Harry brought Norris a golden knife. Norris had been Harry’s fence for twelve years, and they were, if not friends exactly, something close to it.
Norris told him how his kids were doing and when his wife was getting out of the state pen for women and how to hide things from the IRS and how a person actually had to buy a house.
Harry had figured he’d get a good price for that stolen knife. He’d got it when he went into someone’s house with a carpet cleaning crew—which he did mostly so he could steal things. Yes, he figured he’d get a good price because Norris loved gold: he had gold watches, six gold rings, a gold pendant, two gold chains, a gold painted car.
Norris surprised him by offering him a low price for the knife. “That’s solid gold, man. Fine workmanship, solid gold. I checked it in an antiques register. Solid fourteen karat. Sharp and in mint condition. I want three times that.”

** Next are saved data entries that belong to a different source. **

//! Adapter from RustCrypto `digest` hashes to [`ChainHasher`].

use digest::Digest;

use super::ChainHasher;

/// A [`ChainHasher`] backed by any RustCrypto [`Digest`].
///
/// `digest_into` finalizes a clone, leaving the running state untouched.
#[derive(Debug, Clone, Default)]
pub struct DigestHasher<D> {
    state: D,
}

impl<D: Digest + Clone> ChainHasher for DigestHasher<D> {
    fn new() -> Self {
        Self { state: D::new() }
    }

    fn digest_size() -> usize {
        <D as Digest>::output_size()
    }

    fn update(&mut self, data: &[u8]) {
        Digest::update(&mut self.state, data);
    }

    fn digest_into(&self, out: &mut [u8]) {
        out.copy_from_slice(&self.state.clone().finalize());
    }
}

/// SHA-256 chain hasher (32-byte digests).
#[cfg(feature = "hash-sha2")]
pub type Sha256Hasher = DigestHasher<sha2::Sha256>;

/// SHA-512 chain hasher (64-byte digests).
#[cfg(feature = "hash-sha2")]
pub type Sha512Hasher = DigestHasher<sha2::Sha512>;

#[cfg(all(test, feature = "hash-sha2"))]
mod tests {
    use super::*;
    use hex_literal::hex;

    #[test]
    fn test_digest_sizes() {
        assert_eq!(Sha256Hasher::digest_size(), 32);
        assert_eq!(Sha512Hasher::digest_size(), 64);
    }

    #[test]
    fn test_known_digest() {
        let digest = Sha256Hasher::hash(b"abc");
        assert_eq!(
            digest,
            hex!("ba7816bf8f01cfea414140de5dae2223b00361a396177a9cb410ff61f20015ad")
        );
    }

    #[test]
    fn test_digest_is_non_destructive() {
        let mut hasher = Sha512Hasher::with_seed(b"hello ");
        let first = hasher.digest();
        assert_eq!(first, hasher.digest());

        hasher.update(b"world");
        assert_eq!(hasher.digest(), Sha512Hasher::hash(b"hello world"));
    }
}
//! Sequential hash-chain engine.
//!
//! - [`bloat`] - memory-resident chain over an owned digest table

mod engine;
mod table;

pub use engine::bloat;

Norris refused, but he couldn’t take his eyes off the knife. So Harry, still surprised, shrugged and put the knife back in the gym bag and said, “I’m outta here,” and he was even more surprised when Norris jerked the bag away, took out the knife, and stabbed him in the chest with it.

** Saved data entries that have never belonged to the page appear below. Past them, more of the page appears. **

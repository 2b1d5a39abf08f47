//! HMAC signature verification with provider-style formats.
//!
//! Signature header formats:
//!
//! | Format                | Header value                 |
//! |-----------------------|------------------------------|
//! | `algorithm=signature` | `sha256=<hex>` (GitHub)      |
//! | `signature_only`      | `<hex>`                      |
//! | `version=signature`   | `v0=<hex>` (Slack)           |
//!
//! When a `payload_template` is configured, the signed message is the
//! template with `{version}`, `{timestamp}` and `{body}` substituted, e.g.
//! Slack's `"{version}:{timestamp}:{body}"`.

use axum::http::HeaderMap;
use chrono::{DateTime, Utc};
use hmac::digest::KeyInit;
use hmac::{Hmac, Mac};
use sha1::Sha1;
use sha2::{Sha256, Sha384, Sha512};
use tracing::debug;

use super::{constant_time_eq, is_clean_header_value, single_header};
use crate::config::AuthConfig;

/// Signature header used when an endpoint does not name one.
pub const DEFAULT_HMAC_HEADER: &str = "X-Signature";

/// Version prefix for `version=signature` and `{version}` in templates.
pub const DEFAULT_VERSION_PREFIX: &str = "v0";

/// Replay window when a timestamp header is configured without a tolerance.
pub const DEFAULT_TIMESTAMP_TOLERANCE_SECS: u64 = 300;

const DEFAULT_ALGORITHM: &str = "sha256";
const DEFAULT_FORMAT: &str = "algorithm=signature";

/// Supported HMAC digests.
#[derive(Debug, Clone, Copy, PartialEq, Eq)]
pub enum Algorithm {
    Sha1,
    Sha256,
    Sha384,
    Sha512,
}

impl Algorithm {
    /// Parse an algorithm name (case-insensitive).
    pub fn parse(name: &str) -> Option<Self> {
        match name.to_ascii_lowercase().as_str() {
            "sha1" => Some(Algorithm::Sha1),
            "sha256" => Some(Algorithm::Sha256),
            "sha384" => Some(Algorithm::Sha384),
            "sha512" => Some(Algorithm::Sha512),
            _ => None,
        }
    }

    pub fn as_str(self) -> &'static str {
        match self {
            Algorithm::Sha1 => "sha1",
            Algorithm::Sha256 => "sha256",
            Algorithm::Sha384 => "sha384",
            Algorithm::Sha512 => "sha512",
        }
    }

    /// Lowercase hex HMAC of `message` under `secret`.
    pub fn hex_digest(self, secret: &[u8], message: &[u8]) -> Option<String> {
        match self {
            Algorithm::Sha1 => hex_mac::<Hmac<Sha1>>(secret, message),
            Algorithm::Sha256 => hex_mac::<Hmac<Sha256>>(secret, message),
            Algorithm::Sha384 => hex_mac::<Hmac<Sha384>>(secret, message),
            Algorithm::Sha512 => hex_mac::<Hmac<Sha512>>(secret, message),
        }
    }
}

fn hex_mac<M: Mac + KeyInit>(secret: &[u8], message: &[u8]) -> Option<String> {
    let mut mac = <M as KeyInit>::new_from_slice(secret).ok()?;
    mac.update(message);
    Some(hex::encode(mac.finalize().into_bytes()))
}

/// How the signature is laid out in the header value.
#[derive(Debug, Clone, Copy, PartialEq, Eq)]
pub enum SignatureFormat {
    AlgorithmPrefixed,
    SignatureOnly,
    VersionPrefixed,
}

impl SignatureFormat {
    pub fn parse(name: &str) -> Option<Self> {
        match name {
            "algorithm=signature" | "algorithm=hex" => Some(SignatureFormat::AlgorithmPrefixed),
            "signature_only" => Some(SignatureFormat::SignatureOnly),
            "version=signature" | "version=hex" => Some(SignatureFormat::VersionPrefixed),
            _ => None,
        }
    }
}

/// Verify an HMAC signature against the current wall clock.
///
/// Never fails: any missing header, unknown algorithm or format, stale
/// timestamp, or mismatch yields `false`.
pub fn hmac_valid(payload: &[u8], headers: &HeaderMap, secret: &str, config: &AuthConfig) -> bool {
    hmac_valid_at(payload, headers, secret, config, Utc::now().timestamp())
}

Norris stood over him with tears in his eyes. “I’m sorry, man. I’m sorry. I always liked you. I didn’t want to pay for that knife, though. It’s too good to pay for like that. It’s gold. It’s beautiful. But I had to have it. I wish you’d brought me ten silver spoons worth the same as you wanted. I would’ve bought them. But gold…and a knife perfect for killing, both. I could let the gold go, or the knife, but not both the gold and the knife.”
Harry whispered, “I understand, man. I do.”
Then he died, but he died understanding.
I mean, it made complete sense. Totally.